The Anandtech review, however, shows that the Mac Pro has a craving for PCIe lanes – like a supercar craves more air for combustion. More than anything, the available number of PCIe lanes seemed to have dictated the direction of the Mac Pro. One SSD, shared USB3 throughput, paired Thunderbolt channels and lack of internal expansion are all driven by the limited number of communication channels the Intel platform provides.

Setting aside the possibility of retaining the old form factor, it would’ve been nice to see more diverse configuration options for the Mac Pro to better suit the needs of its users. What about swapping one of the GPUs with a another CPU? Or sacrificing a GPU for more storage (SSD) slots? How about extra RAM slots? Mismatched GPUs with a high-end consumer (gaming) option? Heck, why not a new card slot standard to drop whatever you want into the second GPU space? These are the kind of options I would like to see in future revisions of the Mac Pro.

Walking back slightly from a one-size-fits-all attitude and providing a highly configurable chassis would be the ideal direction in which to take the Mac Pro for future revisions. As impressive a supercar as it may be, there’s still room for a true truck-style Mac Pro in the line up.

Steven Levy on the NSA

Steven Levy wrote two articles for Wired about the Edward Snowden leaks and the NSA. On interviewing top officials at the NSA, after initially being turned down:

NSA officials are infuriated that all this havoc was caused by some random contractor … Still, they are stunned that someone “inside the fence” would do what Snowden did.

Does the NSA collectively understand that whatever good intentions they may have, their actions have been dangerous and deeply offending? The feelings of betrayal they have for Snowden are exactly the same as our feelings towards them.

Silicon Valley was reeling, collateral damage in the war on terror. And it was only going to get worse.

Privacy and censorship are reduced to shades of grey as the west gives up the high moral ground it used to oppose unfriendly governments. What will the cost be to the global economy and international cooperation? And for the Internet’s future growth?

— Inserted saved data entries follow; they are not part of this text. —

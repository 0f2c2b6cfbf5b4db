//! Git plumbing for benchsift.
//!
//! Local object probes go through git2; anything that touches the network
//! or the working tree shells out to the `git` CLI under a timeout. The
//! [`WorkingTree`](worktree::WorkingTree) handle serializes checkouts and
//! guarantees the original ref is restored.

pub mod backend;
pub mod command;
pub mod repo;
pub mod worktree;

pub use backend::{GitBackend, GitCli};
pub use command::{GitCommand, GitOutput};
pub use repo::OriginalRef;
pub use worktree::{TreeLease, WorkingTree};
//! Partition-local Storage
//!
//! ## Core Concepts
//! - **`CollectionContainer`**: key → bag of values for one (map name, partition) pair.
//! - **`PartitionContainerRegistry`**: map name → container for one partition, plus the
//!   partition's `LockTable`. Created at node start for every partition; containers
//!   inside it appear lazily.
//! - **`LockTable`**: per-(map name, key) lease locks hosted by the partition that owns the key.
//!
//! Nothing here knows about routing; callers must already be executing on the owning member.

pub mod container;
pub mod lock;
pub mod registry;

pub use container::CollectionContainer;
pub use lock::{LockOutcome, LockOwner, LockTable};
pub use registry::PartitionContainerRegistry;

An Open Sourced Post-Mortem

With the Everpix shutdown behind us, we had the chance to put together a significant dataset covering our business from fundraising to metrics. We hope this rare and uncensored inside look at the internals of a startup will benefit the startup community.

While their business ultimately failed, the impact of Everpix on future startups could be profound. Not often does a business – any business – willingly disclose raw information in this way.